Work to complete: Print all entries word for word.
Start of Information given
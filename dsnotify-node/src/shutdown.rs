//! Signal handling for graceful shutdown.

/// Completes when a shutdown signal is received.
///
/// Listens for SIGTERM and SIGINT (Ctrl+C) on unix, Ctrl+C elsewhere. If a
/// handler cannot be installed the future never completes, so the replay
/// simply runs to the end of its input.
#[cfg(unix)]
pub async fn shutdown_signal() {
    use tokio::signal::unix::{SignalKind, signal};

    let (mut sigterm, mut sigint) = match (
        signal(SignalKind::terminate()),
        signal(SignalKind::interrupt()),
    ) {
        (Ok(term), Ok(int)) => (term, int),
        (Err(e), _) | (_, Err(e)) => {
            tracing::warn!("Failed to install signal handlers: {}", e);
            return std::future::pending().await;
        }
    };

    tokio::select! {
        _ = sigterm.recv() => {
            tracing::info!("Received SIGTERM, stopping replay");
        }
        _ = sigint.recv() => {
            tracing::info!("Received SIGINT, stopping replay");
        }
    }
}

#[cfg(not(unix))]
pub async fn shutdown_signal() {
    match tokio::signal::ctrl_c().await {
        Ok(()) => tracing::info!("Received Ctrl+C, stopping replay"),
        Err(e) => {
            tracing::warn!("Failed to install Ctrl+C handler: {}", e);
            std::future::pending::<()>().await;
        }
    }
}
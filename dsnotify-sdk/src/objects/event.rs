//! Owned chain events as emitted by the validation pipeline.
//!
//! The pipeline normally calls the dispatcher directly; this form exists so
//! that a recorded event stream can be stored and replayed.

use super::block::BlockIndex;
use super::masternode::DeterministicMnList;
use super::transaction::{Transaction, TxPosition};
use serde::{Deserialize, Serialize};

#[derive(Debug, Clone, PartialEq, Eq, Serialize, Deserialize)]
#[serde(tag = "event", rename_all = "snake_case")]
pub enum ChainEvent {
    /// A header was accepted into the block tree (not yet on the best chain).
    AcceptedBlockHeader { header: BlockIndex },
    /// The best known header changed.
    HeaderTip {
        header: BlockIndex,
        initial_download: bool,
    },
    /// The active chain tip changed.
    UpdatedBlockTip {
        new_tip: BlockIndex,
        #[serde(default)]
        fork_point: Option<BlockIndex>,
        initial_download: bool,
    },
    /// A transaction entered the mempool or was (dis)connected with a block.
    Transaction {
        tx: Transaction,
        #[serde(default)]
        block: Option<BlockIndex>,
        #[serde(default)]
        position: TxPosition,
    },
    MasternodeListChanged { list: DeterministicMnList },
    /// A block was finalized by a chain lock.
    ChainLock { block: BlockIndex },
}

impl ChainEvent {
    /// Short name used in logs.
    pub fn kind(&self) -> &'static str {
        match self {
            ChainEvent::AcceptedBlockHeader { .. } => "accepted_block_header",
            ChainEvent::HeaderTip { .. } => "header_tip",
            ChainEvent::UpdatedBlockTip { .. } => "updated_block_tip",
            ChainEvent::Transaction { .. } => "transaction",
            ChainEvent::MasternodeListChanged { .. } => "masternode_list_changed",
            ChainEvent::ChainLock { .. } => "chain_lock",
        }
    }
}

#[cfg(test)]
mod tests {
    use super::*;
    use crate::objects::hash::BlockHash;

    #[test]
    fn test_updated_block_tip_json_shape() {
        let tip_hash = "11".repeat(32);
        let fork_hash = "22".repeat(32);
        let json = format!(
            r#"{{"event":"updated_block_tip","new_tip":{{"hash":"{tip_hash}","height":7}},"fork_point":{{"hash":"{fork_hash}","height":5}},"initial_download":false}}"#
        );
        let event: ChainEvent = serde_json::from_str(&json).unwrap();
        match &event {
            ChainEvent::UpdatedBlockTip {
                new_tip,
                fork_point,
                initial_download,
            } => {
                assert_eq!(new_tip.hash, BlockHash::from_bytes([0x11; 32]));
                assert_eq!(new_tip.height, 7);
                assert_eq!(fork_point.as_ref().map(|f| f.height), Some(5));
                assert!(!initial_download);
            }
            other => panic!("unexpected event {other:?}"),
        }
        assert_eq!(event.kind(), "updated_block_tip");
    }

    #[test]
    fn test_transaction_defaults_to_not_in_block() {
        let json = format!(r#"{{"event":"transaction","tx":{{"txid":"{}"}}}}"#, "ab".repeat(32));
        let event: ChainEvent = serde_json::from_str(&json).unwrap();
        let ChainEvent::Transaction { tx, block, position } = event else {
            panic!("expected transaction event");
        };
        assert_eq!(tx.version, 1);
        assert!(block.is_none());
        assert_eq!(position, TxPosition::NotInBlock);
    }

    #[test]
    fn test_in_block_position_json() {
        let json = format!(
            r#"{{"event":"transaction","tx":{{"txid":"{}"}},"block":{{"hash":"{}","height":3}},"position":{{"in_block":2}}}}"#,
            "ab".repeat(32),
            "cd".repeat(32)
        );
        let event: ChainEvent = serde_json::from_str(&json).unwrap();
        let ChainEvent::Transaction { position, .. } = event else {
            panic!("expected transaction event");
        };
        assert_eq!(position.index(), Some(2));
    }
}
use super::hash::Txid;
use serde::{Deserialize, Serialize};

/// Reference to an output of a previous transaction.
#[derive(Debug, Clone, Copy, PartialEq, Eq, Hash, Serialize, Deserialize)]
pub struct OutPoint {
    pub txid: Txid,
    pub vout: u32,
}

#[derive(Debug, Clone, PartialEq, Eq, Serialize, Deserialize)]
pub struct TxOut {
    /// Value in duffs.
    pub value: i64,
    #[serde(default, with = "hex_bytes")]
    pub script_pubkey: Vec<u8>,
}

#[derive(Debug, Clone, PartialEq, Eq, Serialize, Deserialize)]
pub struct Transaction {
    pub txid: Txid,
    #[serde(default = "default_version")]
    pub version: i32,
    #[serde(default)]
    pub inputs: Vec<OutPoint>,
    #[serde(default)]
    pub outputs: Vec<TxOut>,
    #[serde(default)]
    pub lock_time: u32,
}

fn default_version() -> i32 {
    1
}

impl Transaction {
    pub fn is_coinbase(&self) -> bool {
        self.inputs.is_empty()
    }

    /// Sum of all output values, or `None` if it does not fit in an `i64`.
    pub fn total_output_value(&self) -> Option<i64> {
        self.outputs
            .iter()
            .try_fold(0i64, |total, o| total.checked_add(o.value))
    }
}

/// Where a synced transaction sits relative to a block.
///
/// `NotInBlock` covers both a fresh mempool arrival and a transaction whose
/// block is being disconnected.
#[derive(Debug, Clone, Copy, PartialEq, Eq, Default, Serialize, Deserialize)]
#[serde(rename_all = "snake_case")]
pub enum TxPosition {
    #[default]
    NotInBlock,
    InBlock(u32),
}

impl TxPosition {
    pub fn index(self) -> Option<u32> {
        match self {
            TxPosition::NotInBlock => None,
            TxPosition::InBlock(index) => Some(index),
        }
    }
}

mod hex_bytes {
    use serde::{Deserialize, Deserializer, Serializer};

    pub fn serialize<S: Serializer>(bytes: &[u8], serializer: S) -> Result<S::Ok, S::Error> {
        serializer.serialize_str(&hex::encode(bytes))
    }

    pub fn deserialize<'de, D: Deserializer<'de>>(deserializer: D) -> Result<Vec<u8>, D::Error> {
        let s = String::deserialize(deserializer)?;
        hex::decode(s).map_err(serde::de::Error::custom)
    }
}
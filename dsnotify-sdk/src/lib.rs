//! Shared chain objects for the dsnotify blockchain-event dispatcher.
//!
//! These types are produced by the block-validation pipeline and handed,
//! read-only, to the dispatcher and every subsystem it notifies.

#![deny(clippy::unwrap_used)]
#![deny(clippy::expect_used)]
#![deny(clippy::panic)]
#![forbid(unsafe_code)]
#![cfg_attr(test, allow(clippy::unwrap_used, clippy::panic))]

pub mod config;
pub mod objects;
End of Information given
Task output:
filename dsnotify-node/src/shutdown.rs
//! Signal handling for graceful shutdown.

/// Completes when a shutdown signal is received.
///
/// Listens for SIGTERM and SIGINT (Ctrl+C) on unix, Ctrl+C elsewhere. If a
/// handler cannot be installed the future never completes, so the replay
/// simply runs to the end of its input.
#[cfg(unix)]
pub async fn shutdown_signal() {
    use tokio::signal::unix::{SignalKind, signal};

    let (mut sigterm, mut sigint) = match (
        signal(SignalKind::terminate()),
        signal(SignalKind::interrupt()),
    ) {
        (Ok(term), Ok(int)) => (term, int),
        (Err(e), _) | (_, Err(e)) => {
            tracing::warn!("Failed to install signal handlers: {}", e);
            return std::future::pending().await;
        }
    };

    tokio::select! {
        _ = sigterm.recv() => {
            tracing::info!("Received SIGTERM, stopping replay");
        }
        _ = sigint.recv() => {
            tracing::info!("Received SIGINT, stopping replay");
        }
    }
}

#[cfg(not(unix))]
pub async fn shutdown_signal() {
    match tokio::signal::ctrl_c().await {
        Ok(()) => tracing::info!("Received Ctrl+C, stopping replay"),
        Err(e) => {
            tracing::warn!("Failed to install Ctrl+C handler: {}", e);
            std::future::pending::<()>().await;
        }
    }
}
filename dsnotify-sdk/src/objects/event.rs
//! Owned chain events as emitted by the validation pipeline.
//!
//! The pipeline normally calls the dispatcher directly; this form exists so
//! that a recorded event stream can be stored and replayed.

use super::block::BlockIndex;
use super::masternode::DeterministicMnList;
use super::transaction::{Transaction, TxPosition};
use serde::{Deserialize, Serialize};

#[derive(Debug, Clone, PartialEq, Eq, Serialize, Deserialize)]
#[serde(tag = "event", rename_all = "snake_case")]
pub enum ChainEvent {
    /// A header was accepted into the block tree (not yet on the best chain).
    AcceptedBlockHeader { header: BlockIndex },
    /// The best known header changed.
    HeaderTip {
        header: BlockIndex,
        initial_download: bool,
    },
    /// The active chain tip changed.
    UpdatedBlockTip {
        new_tip: BlockIndex,
        #[serde(default)]
        fork_point: Option<BlockIndex>,
        initial_download: bool,
    },
    /// A transaction entered the mempool or was (dis)connected with a block.
    Transaction {
        tx: Transaction,
        #[serde(default)]
        block: Option<BlockIndex>,
        #[serde(default)]
        position: TxPosition,
    },
    MasternodeListChanged { list: DeterministicMnList },
    /// A block was finalized by a chain lock.
    ChainLock { block: BlockIndex },
}

impl ChainEvent {
    /// Short name used in logs.
    pub fn kind(&self) -> &'static str {
        match self {
            ChainEvent::AcceptedBlockHeader { .. } => "accepted_block_header",
            ChainEvent::HeaderTip { .. } => "header_tip",
            ChainEvent::UpdatedBlockTip { .. } => "updated_block_tip",
            ChainEvent::Transaction { .. } => "transaction",
            ChainEvent::MasternodeListChanged { .. } => "masternode_list_changed",
            ChainEvent::ChainLock { .. } => "chain_lock",
        }
    }
}

#[cfg(test)]
mod tests {
    use super::*;
    use crate::objects::hash::BlockHash;

    #[test]
    fn test_updated_block_tip_json_shape() {
        let tip_hash = "11".repeat(32);
        let fork_hash = "22".repeat(32);
        let json = format!(
            r#"{{"event":"updated_block_tip","new_tip":{{"hash":"{tip_hash}","height":7}},"fork_point":{{"hash":"{fork_hash}","height":5}},"initial_download":false}}"#
        );
        let event: ChainEvent = serde_json::from_str(&json).unwrap();
        match &event {
            ChainEvent::UpdatedBlockTip {
                new_tip,
                fork_point,
                initial_download,
            } => {
                assert_eq!(new_tip.hash, BlockHash::from_bytes([0x11; 32]));
                assert_eq!(new_tip.height, 7);
                assert_eq!(fork_point.as_ref().map(|f| f.height), Some(5));
                assert!(!initial_download);
            }
            other => panic!("unexpected event {other:?}"),
        }
        assert_eq!(event.kind(), "updated_block_tip");
    }

    #[test]
    fn test_transaction_defaults_to_not_in_block() {
        let json = format!(r#"{{"event":"transaction","tx":{{"txid":"{}"}}}}"#, "ab".repeat(32));
        let event: ChainEvent = serde_json::from_str(&json).unwrap();
        let ChainEvent::Transaction { tx, block, position } = event else {
            panic!("expected transaction event");
        };
        assert_eq!(tx.version, 1);
        assert!(block.is_none());
        assert_eq!(position, TxPosition::NotInBlock);
    }

    #[test]
    fn test_in_block_position_json() {
        let json = format!(
            r#"{{"event":"transaction","tx":{{"txid":"{}"}},"block":{{"hash":"{}","height":3}},"position":{{"in_block":2}}}}"#,
            "ab".repeat(32),
            "cd".repeat(32)
        );
        let event: ChainEvent = serde_json::from_str(&json).unwrap();
        let ChainEvent::Transaction { position, .. } = event else {
            panic!("expected transaction event");
        };
        assert_eq!(position.index(), Some(2));
    }
}
use super::hash::Txid;
use serde::{Deserialize, Serialize};

/// Reference to an output of a previous transaction.
#[derive(Debug, Clone, Copy, PartialEq, Eq, Hash, Serialize, Deserialize)]
pub struct OutPoint {
    pub txid: Txid,
    pub vout: u32,
}

#[derive(Debug, Clone, PartialEq, Eq, Serialize, Deserialize)]
pub struct TxOut {
    /// Value in duffs.
    pub value: i64,
    #[serde(default, with = "hex_bytes")]
    pub script_pubkey: Vec<u8>,
}

#[derive(Debug, Clone, PartialEq, Eq, Serialize, Deserialize)]
pub struct Transaction {
    pub txid: Txid,
    #[serde(default = "default_version")]
    pub version: i32,
    #[serde(default)]
    pub inputs: Vec<OutPoint>,
    #[serde(default)]
    pub outputs: Vec<TxOut>,
    #[serde(default)]
    pub lock_time: u32,
}

fn default_version() -> i32 {
    1
}

impl Transaction {
    pub fn is_coinbase(&self) -> bool {
        self.inputs.is_empty()
    }

    /// Sum of all output values, or `None` if it does not fit in an `i64`.
    pub fn total_output_value(&self) -> Option<i64> {
        self.outputs
            .iter()
            .try_fold(0i64, |total, o| total.checked_add(o.value))
    }
}

/// Where a synced transaction sits relative to a block.
///
/// `NotInBlock` covers both a fresh mempool arrival and a transaction whose
/// block is being disconnected.
#[derive(Debug, Clone, Copy, PartialEq, Eq, Default, Serialize, Deserialize)]
#[serde(rename_all = "snake_case")]
pub enum TxPosition {
    #[default]
    NotInBlock,
    InBlock(u32),
}

impl TxPosition {
    pub fn index(self) -> Option<u32> {
        match self {
            TxPosition::NotInBlock => None,
            TxPosition::InBlock(index) => Some(index),
        }
    }
}

mod hex_bytes {
    use serde::{Deserialize, Deserializer, Serializer};

    pub fn serialize<S: Serializer>(bytes: &[u8], serializer: S) -> Result<S::Ok, S::Error> {
        serializer.serialize_str(&hex::encode(bytes))
    }

    pub fn deserialize<'de, D: Deserializer<'de>>(deserializer: D) -> Result<Vec<u8>, D::Error> {
        let s = String::deserialize(deserializer)?;
        hex::decode(s).map_err(serde::de::Error::custom)
    }
}
filename dsnotify-sdk/src/lib.rs
//! Shared chain objects for the dsnotify blockchain-event dispatcher.
//!
//! These types are produced by the block-validation pipeline and handed,
//! read-only, to the dispatcher and every subsystem it notifies.

#![deny(clippy::unwrap_used)]
#![deny(clippy::expect_used)]
#![deny(clippy::panic)]
#![forbid(unsafe_code)]
#![cfg_attr(test, allow(clippy::unwrap_used, clippy::panic))]

pub mod config;
pub mod objects;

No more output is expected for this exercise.